*Activity*:
Each record, in full, must be restated word for word.

*Stored entries*:
// src/services/jobs.rs
use rusqlite::Connection;
use tracing::info;

use crate::db::{self, applications as db_apps, jobs as db_jobs, users as db_users};
use crate::domain::job::{JobStatus, JobUpdate, JobView, NewJob};
use crate::domain::user::Role;
use crate::errors::ServerError;

#[derive(Debug, Clone, Copy, Default)]
pub struct JobFilter {
    pub requester_id: Option<i64>,
    /// Annotates each job with this volunteer's application status.
    pub volunteer_id: Option<i64>,
    /// When set, `distanceKm` is measured from this (lat, lon).
    pub origin: Option<(f64, f64)>,
}

pub fn create_job(conn: &Connection, job: NewJob, now: i64) -> Result<JobView, ServerError> {
    let job = job.normalized()?;
    let requester = db_users::find_user(conn, job.requester_id)?
        .ok_or_else(|| ServerError::NotFound(format!("requester {}", job.requester_id)))?;
    if requester.role != Role::Requester {
        return Err(ServerError::BadRequest("only requesters can post jobs".into()));
    }

    let id = db_jobs::insert_job(conn, &job, &requester.full_name(), &requester.phone, now)?;
    info!(job_id = id, requester_id = requester.id, "job created");
    get_job(conn, id, None, None)
}

pub fn get_job(
    conn: &Connection,
    id: i64,
    volunteer_id: Option<i64>,
    origin: Option<(f64, f64)>,
) -> Result<JobView, ServerError> {
    let query = db_jobs::JobQuery {
        job_id: Some(id),
        volunteer_id,
        ..Default::default()
    };
    db_jobs::list_job_views(conn, &query)?
        .into_iter()
        .next()
        .map(|view| view.with_distance_from(origin))
        .ok_or_else(|| ServerError::NotFound(format!("job {id}")))
}

/// Newest first. Filtering by an unknown requester is `NotFound`.
pub fn list_jobs(conn: &Connection, filter: &JobFilter) -> Result<Vec<JobView>, ServerError> {
    if let Some(requester_id) = filter.requester_id {
        db_users::get_user(conn, requester_id)?;
    }
    let query = db_jobs::JobQuery {
        job_id: None,
        requester_id: filter.requester_id,
        volunteer_id: filter.volunteer_id,
    };
    Ok(db_jobs::list_job_views(conn, &query)?
        .into_iter()
        .map(|view| view.with_distance_from(filter.origin))
        .collect())
}

pub fn update_job(
    conn: &mut Connection,
    id: i64,
    update: JobUpdate,
    now: i64,
) -> Result<JobView, ServerError> {
    let tx = db::write_tx(conn)?;
    let current = db_jobs::get_job(&tx, id)?;
    if current.status != JobStatus::Open || current.is_assigned() {
        return Err(ServerError::InvalidState(format!(
            "job {id} is {} and can no longer be edited",
            current.status.as_str()
        )));
    }

    let update = update.normalized(&current)?;
    if db_jobs::update_job(&tx, id, &update, now)? != 1 {
        return Err(ServerError::InvalidState(format!("job {id} changed concurrently")));
    }
    db::commit(tx)?;

    get_job(conn, id, None, None)
}

/// Deletes an unassigned job together with all of its applications.
/// Returns how many applications were removed.
pub fn delete_job(conn: &mut Connection, id: i64) -> Result<usize, ServerError> {
    let tx = db::write_tx(conn)?;
    let job = db_jobs::get_job(&tx, id)?;
    if job.is_assigned() {
        return Err(ServerError::InvalidState(format!(
            "job {id} already has an accepted volunteer"
        )));
    }

    let removed = db_apps::delete_for_job(&tx, id)?;
    db_jobs::delete_job(&tx, id)?;
    db::commit(tx)?;

    info!(job_id = id, applications = removed, "job deleted");
    Ok(removed)
}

*Task answer*:
// src/services/jobs.rs
use rusqlite::Connection;
use tracing::info;

use crate::db::{self, applications as db_apps, jobs as db_jobs, users as db_users};
use crate::domain::job::{JobStatus, JobUpdate, JobView, NewJob};
use crate::domain::user::Role;
use crate::errors::ServerError;

#[derive(Debug, Clone, Copy, Default)]
pub struct JobFilter {
    pub requester_id: Option<i64>,
    /// Annotates each job with this volunteer's application status.
    pub volunteer_id: Option<i64>,
    /// When set, `distanceKm` is measured from this (lat, lon).
    pub origin: Option<(f64, f64)>,
}

pub fn create_job(conn: &Connection, job: NewJob, now: i64) -> Result<JobView, ServerError> {
    let job = job.normalized()?;
    let requester = db_users::find_user(conn, job.requester_id)?
        .ok_or_else(|| ServerError::NotFound(format!("requester {}", job.requester_id)))?;
    if requester.role != Role::Requester {
        return Err(ServerError::BadRequest("only requesters can post jobs".into()));
    }

    let id = db_jobs::insert_job(conn, &job, &requester.full_name(), &requester.phone, now)?;
    info!(job_id = id, requester_id = requester.id, "job created");
    get_job(conn, id, None, None)
}

pub fn get_job(
    conn: &Connection,
    id: i64,
    volunteer_id: Option<i64>,
    origin: Option<(f64, f64)>,
) -> Result<JobView, ServerError> {
    let query = db_jobs::JobQuery {
        job_id: Some(id),
        volunteer_id,
        ..Default::default()
    };
    db_jobs::list_job_views(conn, &query)?
        .into_iter()
        .next()
        .map(|view| view.with_distance_from(origin))
        .ok_or_else(|| ServerError::NotFound(format!("job {id}")))
}

/// Newest first. Filtering by an unknown requester is `NotFound`.
pub fn list_jobs(conn: &Connection, filter: &JobFilter) -> Result<Vec<JobView>, ServerError> {
    if let Some(requester_id) = filter.requester_id {
        db_users::get_user(conn, requester_id)?;
    }
    let query = db_jobs::JobQuery {
        job_id: None,
        requester_id: filter.requester_id,
        volunteer_id: filter.volunteer_id,
    };
    Ok(db_jobs::list_job_views(conn, &query)?
        .into_iter()
        .map(|view| view.with_distance_from(filter.origin))
        .collect())
}

pub fn update_job(
    conn: &mut Connection,
    id: i64,
    update: JobUpdate,
    now: i64,
) -> Result<JobView, ServerError> {
    let tx = db::write_tx(conn)?;
    let current = db_jobs::get_job(&tx, id)?;
    if current.status != JobStatus::Open || current.is_assigned() {
        return Err(ServerError::InvalidState(format!(
            "job {id} is {} and can no longer be edited",
            current.status.as_str()
        )));
    }

    let update = update.normalized(&current)?;
    if db_jobs::update_job(&tx, id, &update, now)? != 1 {
        return Err(ServerError::InvalidState(format!("job {id} changed concurrently")));
    }
    db::commit(tx)?;

    get_job(conn, id, None, None)
}

/// Deletes an unassigned job together with all of its applications.
/// Returns how many applications were removed.
pub fn delete_job(conn: &mut Connection, id: i64) -> Result<usize, ServerError> {
    let tx = db::write_tx(conn)?;
    let job = db_jobs::get_job(&tx, id)?;
    if job.is_assigned() {
        return Err(ServerError::InvalidState(format!(
            "job {id} already has an accepted volunteer"
        )));
    }

    let removed = db_apps::delete_for_job(&tx, id)?;
    db_jobs::delete_job(&tx, id)?;
    db::commit(tx)?;

    info!(job_id = id, applications = removed, "job deleted");
    Ok(removed)
}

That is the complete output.